Z=α+β1×x1+β2×x2+…+β17×x17 ・・・ (式1)
PD=1/(1+exp(−Z)) ・・・ (式2)
式1のZはZスコアであり、αは切片、x1からx17までは説明変数、β1からβ17まではロジスティック回帰分析によって予め決定されているパラメータである。式2のPDはデフォルト確率であり、expはe(自然対数の底)を底とする指数関数を表す。
説明変数x1からx17までが個人信用情報明細モデルの入力データであり、デフォルト確率PDが個人信用情報明細モデルの出力データである。デフォルト確率PDは、説明変数x1からx17の基となる個人信用情報が表す顧客のデフォルト確率である。
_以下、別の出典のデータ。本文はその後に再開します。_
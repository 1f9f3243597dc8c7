//! Error types for the expiring map.

use thiserror::Error;

/// Errors returned by [`ExpiringMap`](crate::ExpiringMap) operations.
#[derive(Error, Debug, Clone, PartialEq, Eq)]
pub enum Error {
    /// The key is absent or its entry has already expired
    #[error("key not found")]
    NotFound,

    /// The sweep interval must be greater than zero
    #[error("sweep interval must be greater than zero")]
    InvalidSweepInterval,

    /// The map was constructed outside of a Tokio runtime
    #[error("expiring map requires a Tokio runtime to spawn its sweeper")]
    NoRuntime,
}

impl Error {
    /// Returns `true` if this error means the key was absent or expired.
    pub fn is_not_found(&self) -> bool {
        matches!(self, Error::NotFound)
    }
}
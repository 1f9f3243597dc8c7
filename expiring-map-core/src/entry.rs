use std::fmt;
use std::panic::{self, AssertUnwindSafe};
use std::time::{Duration, Instant};

/// Callback invoked with the entry's value when the entry expires
pub type ExpiryCallback<V> = Box<dyn FnOnce(&V) + Send + Sync + 'static>;

/// Boxes a closure as an [`ExpiryCallback`]
///
/// ```rust
/// use expiring_map_core::{on_expire, ExpiryCallback};
///
/// let cb: ExpiryCallback<u32> = on_expire(|v: &u32| println!("{v} expired"));
/// ```
pub fn on_expire<V, F>(f: F) -> ExpiryCallback<V>
where
    F: FnOnce(&V) + Send + Sync + 'static,
{
    Box::new(f)
}

/// Represents a stored value with its expiration time and expiry callbacks
pub(crate) struct Entry<V> {
    value: V,
    expires_at: Instant,
    on_expire: Vec<ExpiryCallback<V>>,
}

impl<V> Entry<V> {
    /// Creates a new entry with the given value, expiration time and callbacks
    pub(crate) fn new(value: V, expires_at: Instant, on_expire: Vec<ExpiryCallback<V>>) -> Self {
        Self {
            value,
            expires_at,
            on_expire,
        }
    }

    /// Returns the stored value
    pub(crate) fn value(&self) -> &V {
        &self.value
    }

    /// Returns the expiration time
    pub(crate) fn expires_at(&self) -> Instant {
        self.expires_at
    }

    /// Checks if this entry has expired
    pub(crate) fn is_expired(&self) -> bool {
        self.is_expired_at(Instant::now())
    }

    /// Checks if this entry had expired at `now`
    pub(crate) fn is_expired_at(&self, now: Instant) -> bool {
        now >= self.expires_at
    }

    /// Pushes the deadline back by `extension`.
    ///
    /// Saturates at the cap used for oversized TTLs instead of overflowing.
    pub(crate) fn extend(&mut self, extension: Duration) {
        self.expires_at = saturating_deadline(self.expires_at, extension);
    }

    #[cfg(test)]
    pub(crate) fn callback_count(&self) -> usize {
        self.on_expire.len()
    }

    /// Consumes the entry and runs its callbacks in registration order.
    ///
    /// Each callback is isolated: a panicking callback is logged and the
    /// remaining ones still run. Must not be called while a map lock is held.
    pub(crate) fn expire(self) {
        let Entry {
            value, on_expire, ..
        } = self;

        for (index, callback) in on_expire.into_iter().enumerate() {
            if let Err(payload) = panic::catch_unwind(AssertUnwindSafe(|| callback(&value))) {
                tracing::error!(
                    callback = index,
                    panic = panic_message(payload.as_ref()),
                    "expiry callback panicked"
                );
            }
        }
    }
}

impl<V: fmt::Debug> fmt::Debug for Entry<V> {
    fn fmt(&self, f: &mut fmt::Formatter<'_>) -> fmt::Result {
        f.debug_struct("Entry")
            .field("value", &self.value)
            .field("expires_at", &self.expires_at)
            .field("callbacks", &self.on_expire.len())
            .finish()
    }
}

/// Cap for deadlines (~100 years) so that adding a huge TTL never overflows `Instant`.
pub(crate) const MAX_TTL: Duration = Duration::from_secs(100 * 365 * 24 * 60 * 60);

/// `base + ttl`, capped at `base + MAX_TTL`
pub(crate) fn saturating_deadline(base: Instant, ttl: Duration) -> Instant {
    let ttl = ttl.min(MAX_TTL);
    base.checked_add(ttl).unwrap_or(base)
}

fn panic_message(payload: &(dyn std::any::Any + Send)) -> &str {
    if let Some(s) = payload.downcast_ref::<&'static str>() {
        s
    } else if let Some(s) = payload.downcast_ref::<String>() {
        s.as_str()
    } else {
        "<non-string panic payload>"
    }
}

#[cfg(test)]
mod tests {
    use super::*;
    use std::sync::atomic::{AtomicUsize, Ordering};
    use std::sync::{Arc, Mutex};

    #[test]
    fn test_entry_not_expired() {
        let entry = Entry::new(
            "test_value",
            Instant::now() + Duration::from_secs(60),
            Vec::new(),
        );

        assert_eq!(*entry.value(), "test_value");
        assert!(!entry.is_expired());
    }

    #[test]
    fn test_entry_expired() {
        let entry = Entry::new(1u8, Instant::now() - Duration::from_secs(1), Vec::new());

        assert!(entry.is_expired());
    }

    #[test]
    fn test_expiry_boundary_is_inclusive() {
        let deadline = Instant::now();
        let entry = Entry::new((), deadline, Vec::new());

        assert!(entry.is_expired_at(deadline));
        assert!(!entry.is_expired_at(deadline - Duration::from_millis(1)));
    }

    #[test]
    fn test_extend_is_additive() {
        let deadline = Instant::now() + Duration::from_secs(1);
        let mut entry = Entry::new((), deadline, Vec::new());

        entry.extend(Duration::from_secs(2));

        assert_eq!(entry.expires_at(), deadline + Duration::from_secs(2));
    }

    #[test]
    fn test_extend_huge_duration_does_not_panic() {
        let mut entry = Entry::new((), Instant::now(), Vec::new());
        entry.extend(Duration::MAX);
        assert!(!entry.is_expired());
    }

    #[test]
    fn test_callbacks_fire_in_registration_order() {
        let order = Arc::new(Mutex::new(Vec::new()));
        let callbacks = (0..3)
            .map(|i| {
                let order = Arc::clone(&order);
                on_expire(move |v: &u32| order.lock().unwrap().push((i, *v)))
            })
            .collect();

        let entry = Entry::new(7u32, Instant::now(), callbacks);
        assert_eq!(entry.callback_count(), 3);
        entry.expire();

        assert_eq!(*order.lock().unwrap(), vec![(0, 7), (1, 7), (2, 7)]);
    }

    #[test]
    fn test_panicking_callback_is_isolated() {
        let fired = Arc::new(AtomicUsize::new(0));
        let after = Arc::clone(&fired);

        let entry = Entry::new(
            String::from("v"),
            Instant::now(),
            vec![
                on_expire(|_: &String| panic!("boom")),
                on_expire(move |_: &String| {
                    after.fetch_add(1, Ordering::SeqCst);
                }),
            ],
        );
        entry.expire();

        assert_eq!(fired.load(Ordering::SeqCst), 1);
    }

    #[test]
    fn test_dropping_entry_does_not_fire_callbacks() {
        let fired = Arc::new(AtomicUsize::new(0));
        let counter = Arc::clone(&fired);
        let entry = Entry::new(
            0,
            Instant::now(),
            vec![on_expire(move |_: &i32| {
                counter.fetch_add(1, Ordering::SeqCst);
            })],
        );

        drop(entry);

        assert_eq!(fired.load(Ordering::SeqCst), 0);
    }
}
デフォルト確率とは、貸し倒れや延滞、あるいは債務者区分変更や条件変更など、当初契約していた条件での貸出先からの返済が滞る確率、すなわち、貸出先が将来的に債務不履行の状態に陥る確率である。
【0027】
切片α、及び、パラメータβ1からβ17までは、例えば、予め与信サーバ100が蓄積した個人信用情報である基礎情報を用いて、与信サーバ100がロジスティック回帰分析を行うことで決定する。切片α、及び、パラメータβ1からβ17までは、与信サーバ100以外の情報処理装置が決定してもよい。
基礎情報は、金融機関等で与信された個人の個人信用情報であってもよい。
また、基礎情報は、金融機関等で与信された個人の個人信用情報に、金融機関等で与信されなかった個人の個人信用情報を含めてもよい。この場合、金融機関等で与信されなかった個人は、デフォルトが発生したものとして扱う。
【0028】
次に、入力データである説明変数について説明する。ここでは、後述の重要度が5%以上の説明変数について説明する。
説明変数x1は、顧客の年齢である。入力データ決定部112は、図5の本人情報500に含まれる生年月日から年齢を算出することで、年齢を決定する。なお、顧客とは、個人信用情報が表す個人のことである。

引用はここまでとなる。